- Required action -
Restate all of the data exactly.

BEGIN Provided material

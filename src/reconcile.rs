//! Result Reconciliation and Progress Recomputation
//!
//! Pure functions that fold executed step records back into the plan and
//! rederive the progress percentages. Reconciliation is idempotent:
//! replaying the same step and result batch leaves the plan unchanged, and
//! subtask statuses only ever move forward.

use pilot_core::{ActionResultRecord, ActionStepRecord, StepExecutionMode};
use tracing::debug;

use crate::types::{PilotStage, PilotSubtask, ProgressPlan, StageStatus, SubtaskStatus};

// ============================================================================
// Reconciliation
// ============================================================================

/// Fold executed step records for one epoch into the stage's subtasks.
///
/// A step only counts when it was dispatched in `epoch`, ran in subtask
/// mode, and its result record is present; anything else leaves the plan
/// untouched. Matching is by subtask id against the step id first, then by
/// the subtask's recorded result id against the step's entity id. Steps
/// matching neither are appended as new subtasks so externally injected
/// work still shows up in the plan.
pub fn apply_step_results(
    stage: &mut PilotStage,
    epoch: usize,
    steps: &[ActionStepRecord],
    results: &[ActionResultRecord],
) {
    for step in steps {
        if step.epoch != epoch || step.execution_mode != StepExecutionMode::Subtask {
            continue;
        }
        let Some(entity_id) = step.entity_id.as_deref() else {
            continue;
        };
        let Some(result) = results.iter().find(|r| r.result_id == entity_id) else {
            debug!(step_id = %step.step_id, "no result record for step, leaving subtask untouched");
            continue;
        };
        let status = SubtaskStatus::from_step_status(step.status);

        let position = stage
            .subtasks
            .iter()
            .position(|subtask| subtask.id == step.step_id)
            .or_else(|| {
                stage
                    .subtasks
                    .iter()
                    .position(|subtask| subtask.result_id.as_deref() == Some(entity_id))
            });

        match position {
            Some(index) => {
                let subtask = &mut stage.subtasks[index];
                let advanced = subtask.apply_status(status);
                if advanced || subtask.status == status {
                    apply_result_payload(subtask, status, result, entity_id);
                }
            }
            None => {
                let mut subtask = PilotSubtask::with_id(&step.step_id, &step.name, &step.name);
                subtask.apply_status(status);
                apply_result_payload(&mut subtask, status, result, entity_id);
                stage.subtasks.push(subtask);
            }
        }
    }
}

/// Copy the result payload onto a subtask that reached `status`.
fn apply_result_payload(
    subtask: &mut PilotSubtask,
    status: SubtaskStatus,
    result: &ActionResultRecord,
    entity_id: &str,
) {
    subtask.result_id = Some(entity_id.to_string());
    match status {
        SubtaskStatus::Completed => {
            if result.output.is_some() {
                subtask.output = result.output.clone();
            }
        }
        SubtaskStatus::Failed => {
            if let Some(error) = result.first_error() {
                subtask.error_message = Some(error.to_string());
            }
        }
        SubtaskStatus::Pending | SubtaskStatus::Executing => {}
    }
}

// ============================================================================
// Progress Recomputation
// ============================================================================

/// Rederive a stage's progress percentage from its subtasks.
///
/// Progress counts settled subtasks (completed and failed alike) over the
/// total; a stage with no subtasks sits at zero. Reaching 100 advances the
/// stage to completed, anything strictly between 0 and 100 advances a
/// pending stage to in-progress.
pub fn recompute_stage_progress(stage: &mut PilotStage) {
    let total = stage.subtasks.len();
    if total == 0 {
        stage.stage_progress = 0;
        return;
    }
    let settled = stage
        .subtasks
        .iter()
        .filter(|subtask| subtask.status.is_terminal())
        .count();
    stage.stage_progress = ((settled as f64 / total as f64) * 100.0).round() as u8;

    if stage.stage_progress >= 100 {
        stage.advance_status(StageStatus::Completed);
    } else if stage.stage_progress > 0 {
        stage.advance_status(StageStatus::InProgress);
    }
}

/// Rederive overall plan progress from stage statuses.
///
/// Completed stages contribute 100, in-progress stages contribute their own
/// percentage, pending stages contribute nothing. A plan with no stages
/// sits at zero.
pub fn recompute_overall_progress(plan: &mut ProgressPlan) {
    let total = plan.stages.len();
    if total == 0 {
        plan.overall_progress = 0;
        return;
    }
    let sum: f64 = plan
        .stages
        .iter()
        .map(|stage| match stage.status {
            StageStatus::Completed => 100.0,
            StageStatus::InProgress => f64::from(stage.stage_progress),
            StageStatus::Pending => 0.0,
        })
        .sum();
    plan.overall_progress = (sum / total as f64).round() as u8;
}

END Provided material

- Expected answer -
filename src/reconcile.rs
//! Result Reconciliation and Progress Recomputation
//!
//! Pure functions that fold executed step records back into the plan and
//! rederive the progress percentages. Reconciliation is idempotent:
//! replaying the same step and result batch leaves the plan unchanged, and
//! subtask statuses only ever move forward.

use pilot_core::{ActionResultRecord, ActionStepRecord, StepExecutionMode};
use tracing::debug;

use crate::types::{PilotStage, PilotSubtask, ProgressPlan, StageStatus, SubtaskStatus};

// ============================================================================
// Reconciliation
// ============================================================================

/// Fold executed step records for one epoch into the stage's subtasks.
///
/// A step only counts when it was dispatched in `epoch`, ran in subtask
/// mode, and its result record is present; anything else leaves the plan
/// untouched. Matching is by subtask id against the step id first, then by
/// the subtask's recorded result id against the step's entity id. Steps
/// matching neither are appended as new subtasks so externally injected
/// work still shows up in the plan.
pub fn apply_step_results(
    stage: &mut PilotStage,
    epoch: usize,
    steps: &[ActionStepRecord],
    results: &[ActionResultRecord],
) {
    for step in steps {
        if step.epoch != epoch || step.execution_mode != StepExecutionMode::Subtask {
            continue;
        }
        let Some(entity_id) = step.entity_id.as_deref() else {
            continue;
        };
        let Some(result) = results.iter().find(|r| r.result_id == entity_id) else {
            debug!(step_id = %step.step_id, "no result record for step, leaving subtask untouched");
            continue;
        };
        let status = SubtaskStatus::from_step_status(step.status);

        let position = stage
            .subtasks
            .iter()
            .position(|subtask| subtask.id == step.step_id)
            .or_else(|| {
                stage
                    .subtasks
                    .iter()
                    .position(|subtask| subtask.result_id.as_deref() == Some(entity_id))
            });

        match position {
            Some(index) => {
                let subtask = &mut stage.subtasks[index];
                let advanced = subtask.apply_status(status);
                if advanced || subtask.status == status {
                    apply_result_payload(subtask, status, result, entity_id);
                }
            }
            None => {
                let mut subtask = PilotSubtask::with_id(&step.step_id, &step.name, &step.name);
                subtask.apply_status(status);
                apply_result_payload(&mut subtask, status, result, entity_id);
                stage.subtasks.push(subtask);
            }
        }
    }
}

/// Copy the result payload onto a subtask that reached `status`.
fn apply_result_payload(
    subtask: &mut PilotSubtask,
    status: SubtaskStatus,
    result: &ActionResultRecord,
    entity_id: &str,
) {
    subtask.result_id = Some(entity_id.to_string());
    match status {
        SubtaskStatus::Completed => {
            if result.output.is_some() {
                subtask.output = result.output.clone();
            }
        }
        SubtaskStatus::Failed => {
            if let Some(error) = result.first_error() {
                subtask.error_message = Some(error.to_string());
            }
        }
        SubtaskStatus::Pending | SubtaskStatus::Executing => {}
    }
}

// ============================================================================
// Progress Recomputation
// ============================================================================

/// Rederive a stage's progress percentage from its subtasks.
///
/// Progress counts settled subtasks (completed and failed alike) over the
/// total; a stage with no subtasks sits at zero. Reaching 100 advances the
/// stage to completed, anything strictly between 0 and 100 advances a
/// pending stage to in-progress.
pub fn recompute_stage_progress(stage: &mut PilotStage) {
    let total = stage.subtasks.len();
    if total == 0 {
        stage.stage_progress = 0;
        return;
    }
    let settled = stage
        .subtasks
        .iter()
        .filter(|subtask| subtask.status.is_terminal())
        .count();
    stage.stage_progress = ((settled as f64 / total as f64) * 100.0).round() as u8;

    if stage.stage_progress >= 100 {
        stage.advance_status(StageStatus::Completed);
    } else if stage.stage_progress > 0 {
        stage.advance_status(StageStatus::InProgress);
    }
}

/// Rederive overall plan progress from stage statuses.
///
/// Completed stages contribute 100, in-progress stages contribute their own
/// percentage, pending stages contribute nothing. A plan with no stages
/// sits at zero.
pub fn recompute_overall_progress(plan: &mut ProgressPlan) {
    let total = plan.stages.len();
    if total == 0 {
        plan.overall_progress = 0;
        return;
    }
    let sum: f64 = plan
        .stages
        .iter()
        .map(|stage| match stage.status {
            StageStatus::Completed => 100.0,
            StageStatus::InProgress => f64::from(stage.stage_progress),
            StageStatus::Pending => 0.0,
        })
        .sum();
    plan.overall_progress = (sum / total as f64).round() as u8;
}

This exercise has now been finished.